In the on-premises deployment scenario, all components required for AI assistant implementation are hosted at the on-premises location.
This deployment option is available with Kubernetes cluster or Docker Compose.
The on-premises deployment option involves the following roles and components:
Script developer: a person who writes scripts that define the dialog and business logic of the conversational experience, manages script deployment, analyzes conversational data and customers’ behavior in interactions with the AI assistant.
Application users: users interacting with the application with the Alan AI SDK embedded. The application users communicate directly with the Action Transformer VM (4) through the client’s DMZ (7).
Alan AI Studio: an interface to the Alan AI Platform, a web-based IDE comprising a script editor, version and deployment control, dialog script testing tools, logs and analytics.
Action Transformer VM: a VM allocated for each AI assistant project. This VM is responsible for dialog management and execution of the business logic defined in the dialog script.

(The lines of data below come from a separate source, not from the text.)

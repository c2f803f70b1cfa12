use std::collections::HashMap;

use serde::{Deserialize, Serialize};

use crate::error::LessonError;

#[derive(Debug, Clone, Copy, PartialEq, Eq, Hash, Serialize, Deserialize)]
#[serde(rename_all = "SCREAMING_SNAKE_CASE")]
pub enum LessonType {
    Standard,
    MultiChoice,
    Flashcard,
    Composer,
    Flipper,
    NewsArticle,
    Arkaning,
    LearningSession,
    Lyric,
}

impl LessonType {
    pub fn as_str(&self) -> &'static str {
        match self {
            LessonType::Standard => "STANDARD",
            LessonType::MultiChoice => "MULTI_CHOICE",
            LessonType::Flashcard => "FLASHCARD",
            LessonType::Composer => "COMPOSER",
            LessonType::Flipper => "FLIPPER",
            LessonType::NewsArticle => "NEWS_ARTICLE",
            LessonType::Arkaning => "ARKANING",
            LessonType::LearningSession => "LEARNING_SESSION",
            LessonType::Lyric => "LYRIC",
        }
    }

    pub fn parse(s: &str) -> Result<LessonType, LessonError> {
        match s {
            "STANDARD" => Ok(LessonType::Standard),
            "MULTI_CHOICE" => Ok(LessonType::MultiChoice),
            "FLASHCARD" => Ok(LessonType::Flashcard),
            "COMPOSER" => Ok(LessonType::Composer),
            "FLIPPER" => Ok(LessonType::Flipper),
            "NEWS_ARTICLE" => Ok(LessonType::NewsArticle),
            "ARKANING" => Ok(LessonType::Arkaning),
            "LEARNING_SESSION" => Ok(LessonType::LearningSession),
            "LYRIC" => Ok(LessonType::Lyric),
            other => Err(LessonError::internal(format!(
                "unknown lesson type in database: {}",
                other
            ))),
        }
    }
}

#[derive(Debug, Clone, Copy, PartialEq, Eq, Serialize, Deserialize)]
#[serde(rename_all = "SCREAMING_SNAKE_CASE")]
pub enum AssignmentStatus {
    Pending,
    Completed,
    Graded,
    Failed,
}

impl AssignmentStatus {
    pub fn as_str(&self) -> &'static str {
        match self {
            AssignmentStatus::Pending => "PENDING",
            AssignmentStatus::Completed => "COMPLETED",
            AssignmentStatus::Graded => "GRADED",
            AssignmentStatus::Failed => "FAILED",
        }
    }

    pub fn parse(s: &str) -> Result<AssignmentStatus, LessonError> {
        match s {
            "PENDING" => Ok(AssignmentStatus::Pending),
            "COMPLETED" => Ok(AssignmentStatus::Completed),
            "GRADED" => Ok(AssignmentStatus::Graded),
            "FAILED" => Ok(AssignmentStatus::Failed),
            other => Err(LessonError::internal(format!(
                "unknown assignment status in database: {}",
                other
            ))),
        }
    }
}

#[derive(Debug, Clone, Copy, PartialEq, Eq, Serialize, Deserialize)]
#[serde(rename_all = "SCREAMING_SNAKE_CASE")]
pub enum NotificationMode {
    NotAssigned,
    AssignWithoutNotification,
    AssignOnDate,
    AssignAndNotify,
}

impl NotificationMode {
    pub fn as_str(&self) -> &'static str {
        match self {
            NotificationMode::NotAssigned => "NOT_ASSIGNED",
            NotificationMode::AssignWithoutNotification => "ASSIGN_WITHOUT_NOTIFICATION",
            NotificationMode::AssignOnDate => "ASSIGN_ON_DATE",
            NotificationMode::AssignAndNotify => "ASSIGN_AND_NOTIFY",
        }
    }

    pub fn parse(s: &str) -> Result<NotificationMode, LessonError> {
        match s {
            "NOT_ASSIGNED" => Ok(NotificationMode::NotAssigned),
            "ASSIGN_WITHOUT_NOTIFICATION" => Ok(NotificationMode::AssignWithoutNotification),
            "ASSIGN_ON_DATE" => Ok(NotificationMode::AssignOnDate),
            "ASSIGN_AND_NOTIFY" => Ok(NotificationMode::AssignAndNotify),
            other => Err(LessonError::internal(format!(
                "unknown notification mode in database: {}",
                other
            ))),
        }
    }
}

#[derive(Debug, Clone, PartialEq, Serialize, Deserialize)]
#[serde(rename_all = "camelCase")]
pub struct ChoiceQuestion {
    pub id: String,
    pub prompt: String,
    pub options: Vec<String>,
    pub correct_option: usize,
}

#[derive(Debug, Clone, PartialEq, Serialize, Deserialize)]
pub struct FlashCard {
    pub id: String,
    pub front: String,
    pub back: String,
}

#[derive(Debug, Clone, PartialEq, Serialize, Deserialize)]
pub struct WordQuestion {
    pub word: String,
    pub questions: Vec<String>,
}

/// The type specific lesson configuration. One variant per lesson type so the
/// submission dispatcher can match exhaustively instead of probing nullable
/// side records.
#[derive(Debug, Clone, PartialEq, Serialize, Deserialize)]
#[serde(tag = "type", rename_all = "SCREAMING_SNAKE_CASE")]
pub enum LessonConfig {
    Standard,
    MultiChoice {
        questions: Vec<ChoiceQuestion>,
    },
    Flashcard {
        cards: Vec<FlashCard>,
    },
    #[serde(rename_all = "camelCase")]
    Composer {
        sentence: String,
        max_tries: i64,
        word_questions: Vec<WordQuestion>,
    },
    #[serde(rename_all = "camelCase")]
    Flipper {
        attempt_threshold: i64,
    },
    #[serde(rename_all = "camelCase")]
    NewsArticle {
        article: String,
        max_word_taps: i64,
    },
    #[serde(rename_all = "camelCase")]
    Arkaning {
        points_per_correct: i64,
        euros_per_correct: f64,
        lives: i64,
    },
    LearningSession {
        steps: Vec<String>,
    },
    Lyric {
        lyrics: String,
    },
}

impl LessonConfig {
    pub fn lesson_type(&self) -> LessonType {
        match self {
            LessonConfig::Standard => LessonType::Standard,
            LessonConfig::MultiChoice { .. } => LessonType::MultiChoice,
            LessonConfig::Flashcard { .. } => LessonType::Flashcard,
            LessonConfig::Composer { .. } => LessonType::Composer,
            LessonConfig::Flipper { .. } => LessonType::Flipper,
            LessonConfig::NewsArticle { .. } => LessonType::NewsArticle,
            LessonConfig::Arkaning { .. } => LessonType::Arkaning,
            LessonConfig::LearningSession { .. } => LessonType::LearningSession,
            LessonConfig::Lyric { .. } => LessonType::Lyric,
        }
    }
}

#[derive(Debug, Clone, PartialEq, Serialize)]
#[serde(rename_all = "camelCase")]
pub struct Lesson {
    pub id: i64,
    pub teacher_id: i64,
    pub title: String,
    pub lesson_type: LessonType,
    pub price: f64,
    pub difficulty: i64,
    pub notification_mode: NotificationMode,
    pub scheduled_assignment_date: Option<i64>,
    pub config: LessonConfig,
    pub created_at: i64,
}

#[derive(Debug, Deserialize)]
#[serde(rename_all = "camelCase")]
pub struct NewLesson {
    pub title: String,
    pub price: f64,
    pub difficulty: i64,
    pub notification_mode: NotificationMode,
    pub scheduled_assignment_date: Option<i64>,
    pub config: LessonConfig,
}

/// Partial teacher edit. Fields that stay `None` keep their current value.
#[derive(Debug, Default, Deserialize)]
#[serde(rename_all = "camelCase")]
pub struct LessonChanges {
    pub title: Option<String>,
    pub price: Option<f64>,
    pub difficulty: Option<i64>,
    pub notification_mode: Option<NotificationMode>,
    pub scheduled_assignment_date: Option<i64>,
    pub config: Option<LessonConfig>,
}

#[derive(Debug, Clone, PartialEq, Serialize)]
#[serde(rename_all = "camelCase")]
pub struct Assignment {
    pub id: i64,
    pub lesson_id: i64,
    pub student_id: i64,
    pub status: AssignmentStatus,
    pub deadline: i64,
    pub original_deadline: i64,
    pub start_date: i64,
    pub answers: Option<serde_json::Value>,
    pub score: Option<f64>,
    pub teacher_comments: Option<String>,
    pub points_awarded: Option<i64>,
    pub extra_points: i64,
    pub graded_at: Option<i64>,
    pub tries: i64,
    pub tap_count: i64,
}

#[derive(Debug, PartialEq, Serialize)]
#[serde(rename_all = "camelCase")]
pub struct LedgerEntry {
    pub id: i64,
    pub user_id: i64,
    pub assignment_id: Option<i64>,
    pub points: i64,
    pub amount_euro: f64,
    pub reason: String,
    pub note: Option<String>,
    pub created_at: i64,
}

/// What the reward endpoints hand back after one posted round.
#[derive(Debug, PartialEq, Serialize)]
#[serde(rename_all = "camelCase")]
pub struct RewardDelta {
    pub points_delta: i64,
    pub euros_delta: f64,
    pub total_points: i64,
}

#[derive(Debug, PartialEq, Serialize)]
#[serde(rename_all = "camelCase")]
pub struct TapOutcome {
    pub points_delta: i64,
    pub euros_delta: f64,
    pub total_points: i64,
    pub tap_count: i64,
}

#[derive(Debug, PartialEq, Serialize)]
#[serde(rename_all = "camelCase")]
pub struct LyricAttempt {
    pub id: i64,
    pub assignment_id: i64,
    pub score: Option<f64>,
    pub time_taken_ms: Option<i64>,
    pub created_at: i64,
}

#[derive(Debug, PartialEq, Serialize)]
#[serde(rename_all = "camelCase")]
pub struct WordTap {
    pub word: String,
    pub tap_count: i64,
}

#[derive(Debug, PartialEq, Serialize)]
#[serde(rename_all = "camelCase")]
pub struct Notification {
    pub id: i64,
    pub user_id: i64,
    pub assignment_id: Option<i64>,
    pub kind: String,
    pub detail: Option<String>,
    pub sent_at: i64,
}

#[derive(Debug, Serialize)]
#[serde(rename_all = "camelCase")]
pub struct LeaderboardEntry {
    pub user_id: i64,
    pub name: String,
    pub total_points: i64,
    pub savings: f64,
}

// submission payloads, one shape per lesson type

#[derive(Debug, Deserialize)]
pub struct StandardAnswer {
    pub text: String,
}

#[derive(Debug, Deserialize)]
pub struct MultiChoiceAnswers {
    pub answers: HashMap<String, usize>,
}

#[derive(Debug, Deserialize)]
pub struct FlashcardAnswers {
    pub cards: HashMap<String, bool>,
}

#[derive(Debug, Deserialize)]
pub struct ComposerAnswer {
    pub words: Vec<String>,
}

#[derive(Debug, Deserialize)]
pub struct LearningSessionAck {
    pub confirmed: bool,
}

#[derive(Debug, Deserialize)]
#[serde(rename_all = "camelCase")]
pub struct LyricAttemptIn {
    pub score: Option<f64>,
    pub time_taken_ms: Option<i64>,
}

// request bodies of the HTTP surface

#[derive(Debug, Deserialize)]
#[serde(rename_all = "camelCase")]
pub struct AssignBody {
    pub student_id: i64,
    pub deadline: Option<i64>,
    pub start_date: Option<i64>,
}

#[derive(Debug, Deserialize)]
#[serde(rename_all = "camelCase")]
pub struct GradeBody {
    pub score: f64,
    pub teacher_comments: Option<String>,
    #[serde(default)]
    pub extra_points: i64,
}

#[derive(Debug, Deserialize)]
pub struct ArkaningBody {
    pub outcome: String,
}

#[derive(Debug, Deserialize)]
pub struct FlipperBody {
    pub attempts: i64,
    pub word: Option<String>,
}

#[derive(Debug, Deserialize)]
pub struct NewsTapBody {
    pub word: Option<String>,
}

#[derive(Debug, Deserialize)]
#[serde(rename_all = "camelCase")]
pub struct ReclaimBody {
    pub assignment_id: i64,
}
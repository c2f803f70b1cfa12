//! The scheduled notifier boundary. Cron hits these entry points; they only
//! read assignment state and flip PENDING rows to FAILED once the deadline is
//! over. Mail itself is an external collaborator: `dispatch` records the
//! notification and never lets a failure bubble into the caller's work.

use log::{info, warn};
use sqlx::SqlitePool;

use crate::error::LessonError;

pub const KIND_ASSIGNED: &str = "ASSIGNED";
pub const KIND_GRADED: &str = "GRADED";
pub const KIND_FAILED: &str = "FAILED";
pub const KIND_REMINDER: &str = "DEADLINE_REMINDER";

/// Fire and forget. The log row stands in for the mail handover; if even
/// that fails we note it and move on, the surrounding work is already done.
pub async fn dispatch(
    db: &SqlitePool,
    user_id: i64,
    assignment_id: Option<i64>,
    kind: &str,
    detail: Option<String>,
    now: i64,
) {
    info!("notify user {} ({}): {:?}", user_id, kind, detail);
    let result = sqlx::query(
        "INSERT INTO notification_log(user_id, assignment_id, kind, detail, sent_at) VALUES (?,?,?,?,?)",
    )
    .bind(user_id)
    .bind(assignment_id)
    .bind(kind)
    .bind(&detail)
    .bind(now)
    .execute(db)
    .await;

    if let Err(e) = result {
        warn!("could not record the {} notification for user {} ({})", kind, user_id, e);
    }
}

/// What was recently sent to a user, newest first.
pub async fn recent_for_user(
    db: &SqlitePool,
    user_id: i64,
    limit: i64,
) -> Result<Vec<crate::schema::Notification>, LessonError> {
    let rows = sqlx::query_as::<_, crate::model::NotificationRow>(
        "SELECT * FROM notification_log WHERE user_id = ? ORDER BY id DESC LIMIT ?",
    )
    .bind(user_id)
    .bind(limit)
    .fetch_all(db)
    .await?;

    Ok(rows
        .into_iter()
        .map(|r| crate::schema::Notification {
            id: r.id,
            user_id: r.user_id,
            assignment_id: r.assignment_id,
            kind: r.kind,
            detail: r.detail,
            sent_at: r.sent_at,
        })
        .collect())
}

/// Flips every pending assignment whose deadline is over to FAILED. The
/// status guard in the update makes replays harmless.
pub async fn fail_overdue(db: &SqlitePool, now: i64) -> Result<u64, LessonError> {
    let overdue: Vec<(i64, i64)> = sqlx::query_as(
        "SELECT id, student_id FROM assignment WHERE status = 'PENDING' AND deadline < ?",
    )
    .bind(now)
    .fetch_all(db)
    .await?;

    let mut failed = 0;
    for (assignment_id, student_id) in overdue {
        let result = sqlx::query(
            "UPDATE assignment SET status = 'FAILED' WHERE id = ? AND status = 'PENDING' AND deadline < ?",
        )
        .bind(assignment_id)
        .bind(now)
        .execute(db)
        .await?;

        if result.rows_affected() == 1 {
            failed += 1;
            dispatch(
                db,
                student_id,
                Some(assignment_id),
                KIND_FAILED,
                Some("the deadline has passed".to_string()),
                now,
            )
            .await;
        }
    }

    if failed > 0 {
        info!("{} assignments failed their deadline", failed);
    }
    Ok(failed)
}

/// Reminds students of deadlines inside the window. Already reminded
/// assignments are skipped, so a replayed cron never spams.
pub async fn remind_upcoming(
    db: &SqlitePool,
    window_ms: i64,
    now: i64,
) -> Result<u64, LessonError> {
    let upcoming: Vec<(i64, i64)> = sqlx::query_as(
        r#"
        SELECT a.id, a.student_id FROM assignment a
        WHERE a.status = 'PENDING' AND a.deadline > ? AND a.deadline <= ?
          AND NOT EXISTS (
            SELECT 1 FROM notification_log n
            WHERE n.assignment_id = a.id AND n.kind = ?
          )
        "#,
    )
    .bind(now)
    .bind(now + window_ms)
    .bind(KIND_REMINDER)
    .fetch_all(db)
    .await?;

    let mut reminded = 0;
    for (assignment_id, student_id) in upcoming {
        dispatch(
            db,
            student_id,
            Some(assignment_id),
            KIND_REMINDER,
            Some("the deadline is coming up".to_string()),
            now,
        )
        .await;
        reminded += 1;
    }
    Ok(reminded)
}

/// Auto assigns every lesson whose scheduled date has arrived. Duplicate
/// pairs are skipped inside `auto_assign`, so this too can be re-triggered.
pub async fn run_scheduled_assignments(db: &SqlitePool, now: i64) -> Result<u64, LessonError> {
    let lesson_ids: Vec<i64> = sqlx::query_scalar(
        r#"
        SELECT id FROM lesson
        WHERE notification_mode = 'ASSIGN_ON_DATE'
          AND scheduled_assignment_date IS NOT NULL
          AND scheduled_assignment_date <= ?
        "#,
    )
    .bind(now)
    .fetch_all(db)
    .await?;

    let mut created = 0;
    for lesson_id in lesson_ids {
        created += crate::assignment::auto_assign(db, lesson_id, now).await?;
    }
    Ok(created)
}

Storage: the Alan AI Studio storage containing dialog scripts with version history, user behavior analytics and statistics.
Conversational services: components responsible for speech recognition and generation.
DMZ: client’s demilitarized zone. The DMZ must have an externally visible IP address with a DNS name through which the Alan AI SDK (2) will connect to the Action Transformer (4) in Docker (8).
Docker: an environment running Alan AI component images on the client’s machine.